Lawmakers approve emergency measures for COVID-19 response
On Wednesday, the House advanced H.742, the omnibus health care and human services bill that addresses the state’s response to COVID-19. The bill provides administrative and provider flexibility in responding to the pandemic. It also includes a variety of changes to labor law to accommodate a surge in applications for unemployment insurance due to this crisis. The bill is now awaiting action by the governor.
The bill:
- Increases flexibility for the Agency of Human Services to address theCOVID-19 pandemic by:
- Waiving or modifying existing rules, or adopting emergency rules and considering the importance of the financial viability of providers that rely on public funding;
- Modifying hospital provider taxes and waives or modifies other provider taxes;
- Waiving or permitting variances from the AHS health care and human service provider rules as necessary to prioritize and maximize direct patient care;
- Requires all health care facilities and human service providers in Vermont to follow guidance from the Department of Health regarding measures to address employee safety, to the extent feasible;
- Allows the Green Mountain Care Board to waive or permit variances from laws, guidance, and standards related to hospital budgets, certificates of need, health insurance rate review, and accountable care organization budget review for up to six months after the emergency;
- Requires the Department of Vermont Health Access to relax provider enrollment requirements for Medicaid, and the Department of Financial Regulation to direct health insurers to relax provider credentialing requirements for health insurance plans;
- Allows the court or the Department of Mental Health to waive any financial penalties for a treating health care provider’s failure to comply with statutory documentation and reporting requirements for involuntary treatment;
- Specifies that it is not the emergency involuntary procedure of seclusion for a voluntary or involuntary patient to be placed in quarantine if the patient has been exposed or tested positive for COVID-19;
- Directs DFR to consider adopting emergency rules to expand health insurance coverage related to COVID-19 and to waive or limit cost-sharing requirements, to modify or suspend health insurance plan deductible requirements for all prescription drugs, and to expand patients’ access to and providers’ reimbursement for health care services delivered remotely through telehealth, audio-only telephone, and brief telecommunication services.
- Reimburses Medicaid-funded long-term care facilities and other programs providing 24-hour per day services for their bed-hold days.
- Offers changes to prescription drug coverage requirements, and prescribing laws to:
- Require all health insurance plans and Medicaid to allow members to refill prescriptions for chronic maintenance medications early so individuals can maintain a 30-day supply of each medication at home;
- Allow a pharmacist to extend a previous prescription for a maintenance medication if the patient does not have any refills left or the refill authorization recently expired and if it is not feasible to get a new prescription or more refills from the prescriber;
- Allow a pharmacist to substitute an available prescription drug for an unavailable one in the same therapeutic class if the available one would have substantially equivalent therapeutic effect even though it is not a therapeutic equivalent drug; and
- Allow a health care professional to authorize renewal of an existing buprenorphine prescription without an office visit.

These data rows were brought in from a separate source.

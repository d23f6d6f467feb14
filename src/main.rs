use anyhow::Context;
use clap::Parser;
use tracing_subscriber::EnvFilter;

use event_planner_api::{app, config::ConfigOverrides, database::Database, AppConfig, AppState};

#[derive(Debug, Parser)]
#[command(name = "event-planner-api", version, about = "Event planning REST backend")]
struct Cli {
    /// Interface to bind (overrides HOST)
    #[arg(long)]
    host: Option<String>,

    /// Port to listen on (overrides PORT)
    #[arg(long)]
    port: Option<u16>,

    /// postgres://... or memory:// (overrides DATABASE_URL)
    #[arg(long)]
    database_url: Option<String>,

    /// Create the schema and exit
    #[arg(long)]
    init_db: bool,
}

#[tokio::main]
async fn main() -> anyhow::Result<()> {
    // Load .env if present so cargo run picks up DATABASE_URL and JWT_SECRET_KEY
    let _ = dotenvy::dotenv();

    tracing_subscriber::fmt()
        .with_env_filter(
            EnvFilter::try_from_default_env().unwrap_or_else(|_| EnvFilter::new("info,tower_http=info")),
        )
        .init();

    let cli = Cli::parse();

    let config = AppConfig::from_env_with(ConfigOverrides {
        host: cli.host,
        port: cli.port,
        database_url: cli.database_url,
    })
    .context("invalid configuration")?;
    tracing::info!("Starting Event Planner API in {:?} mode", config.environment);

    let database = Database::connect(&config)
        .await
        .context("failed to open the database")?;

    if cli.init_db {
        tracing::info!("Schema initialized, exiting");
        database.close().await;
        return Ok(());
    }

    let bind_addr = config.bind_addr();
    let state = AppState::new(config, &database);

    let listener = tokio::net::TcpListener::bind(&bind_addr)
        .await
        .with_context(|| format!("failed to bind {}", bind_addr))?;
    tracing::info!("Event Planner API listening on http://{}", listener.local_addr()?);

    axum::serve(listener, app(state))
        .with_graceful_shutdown(shutdown_signal())
        .await
        .context("server error")?;

    database.close().await;
    Ok(())
}

async fn shutdown_signal() {
    if let Err(e) = tokio::signal::ctrl_c().await {
        tracing::error!("Failed to listen for shutdown signal: {}", e);
    }
    tracing::info!("Shutting down");
}
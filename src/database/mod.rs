pub mod manager;
pub mod memory;
pub mod models;
pub mod postgres;
pub mod repository;

pub use manager::{Database, DatabaseError};
pub use memory::MemoryStore;
pub use postgres::PgStore;
pub use repository::{EventRepository, ParticipantRepository, Store, UserRepository};
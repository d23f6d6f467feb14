use axum::{
    http::StatusCode,
    response::{IntoResponse, Json, Response},
};
use serde::Serialize;

use crate::database::models::{Event, Participant, UserView};

/// Typed response body with its status code
#[derive(Debug)]
pub struct ApiResponse<T: Serialize> {
    pub data: T,
    pub status_code: StatusCode,
}

impl<T: Serialize> ApiResponse<T> {
    /// 200 OK
    pub fn success(data: T) -> Self {
        Self {
            data,
            status_code: StatusCode::OK,
        }
    }

    /// 201 Created
    pub fn created(data: T) -> Self {
        Self {
            data,
            status_code: StatusCode::CREATED,
        }
    }
}

impl<T: Serialize> IntoResponse for ApiResponse<T> {
    fn into_response(self) -> Response {
        (self.status_code, Json(self.data)).into_response()
    }
}

pub type ApiResult<T> = Result<ApiResponse<T>, crate::error::ApiError>;

#[derive(Debug, Serialize)]
pub struct HealthResponse {
    pub status: &'static str,
    pub message: &'static str,
}

#[derive(Debug, Serialize)]
pub struct MessageResponse {
    pub message: &'static str,
}

#[derive(Debug, Serialize)]
pub struct RegisterResponse {
    pub message: &'static str,
    pub user: UserView,
}

#[derive(Debug, Serialize)]
pub struct LoginResponse {
    pub message: &'static str,
    pub access_token: String,
    pub user: UserView,
}

#[derive(Debug, Serialize)]
pub struct EventListResponse {
    pub events: Vec<Event>,
}

#[derive(Debug, Serialize)]
pub struct EventResponse {
    pub message: &'static str,
    pub event: Event,
}

#[derive(Debug, Serialize)]
pub struct ParticipantListResponse {
    pub participants: Vec<Participant>,
}

#[derive(Debug, Serialize)]
pub struct ParticipantResponse {
    pub message: &'static str,
    pub participant: Participant,
}
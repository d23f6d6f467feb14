use std::sync::Arc;

use crate::api::request::{LoginRequest, RegisterRequest};
use crate::auth::password::{hash_password, verify_password};
use crate::database::models::{NewUser, User};
use crate::database::repository::{UserRepository, EMAIL_TAKEN};
use crate::error::ApiError;

/// Same message for unknown email and wrong password.
pub const INVALID_CREDENTIALS: &str = "Invalid email or password";

/// Registration and credential checks over the user table
#[derive(Clone)]
pub struct CredentialService {
    users: Arc<dyn UserRepository>,
    hash_cost: u32,
}

impl CredentialService {
    pub fn new(users: Arc<dyn UserRepository>, hash_cost: u32) -> Self {
        Self { users, hash_cost }
    }

    pub async fn register(&self, request: RegisterRequest) -> Result<User, ApiError> {
        let credentials = request.validate()?;

        if self.users.find_by_email(&credentials.email).await?.is_some() {
            return Err(ApiError::conflict(EMAIL_TAKEN));
        }

        let password_hash = hash_password(credentials.password, self.hash_cost).await?;

        // The unique index still decides if two registrations race past the check above
        let user = self
            .users
            .insert(NewUser {
                email: credentials.email,
                password_hash,
            })
            .await?;

        tracing::info!("Registered user {}", user.id);
        Ok(user)
    }

    pub async fn authenticate(&self, request: LoginRequest) -> Result<User, ApiError> {
        let credentials = request.validate()?;

        let Some(user) = self.users.find_by_email(&credentials.email).await? else {
            tracing::warn!("Login failed: unknown email");
            return Err(ApiError::unauthorized(INVALID_CREDENTIALS));
        };

        if !verify_password(credentials.password, user.password_hash.clone()).await? {
            tracing::warn!("Login failed: wrong password for user {}", user.id);
            return Err(ApiError::unauthorized(INVALID_CREDENTIALS));
        }

        tracing::info!("User {} logged in", user.id);
        Ok(user)
    }
}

- Increases health care professional licensing flexibility by:
- Allowing professional regulatory boards attached to the Office of Professional Regulation to issue a temporary license during a declared state of emergency to a graduate of an approved education program if licensing examinations are not reasonably available;
- Allowing the Board of Medical Practice to issue a temporary license during a declared state of emergency to a physician, physician assistant, or podiatrist licensed in another jurisdiction, free of charge, for 90 days or until the state of emergency ends, whichever occurs first, and allows the BMP to reissue the temporary license if the state of emergency continues for longer than 90 days;
- Allowing the BMP to waive supervision and scope of practice requirements for physician assistants during a declared state of emergency;
- Deeming a health care professional licensed, certified, or registered to provide health care services in any other U.S. jurisdiction as licensed to provide services to patients in Vermont using telehealth;
- Allowing the Board of Nursing to waive or modify a collaborative provider agreement requirement as needed to allow Advanced Practice Registered Nurses to practice independently during a declared state of emergency; and
- Allowing OPR and BMP to issue temporary licenses, free of charge, to former health care professionals who retired from practice in Vermont.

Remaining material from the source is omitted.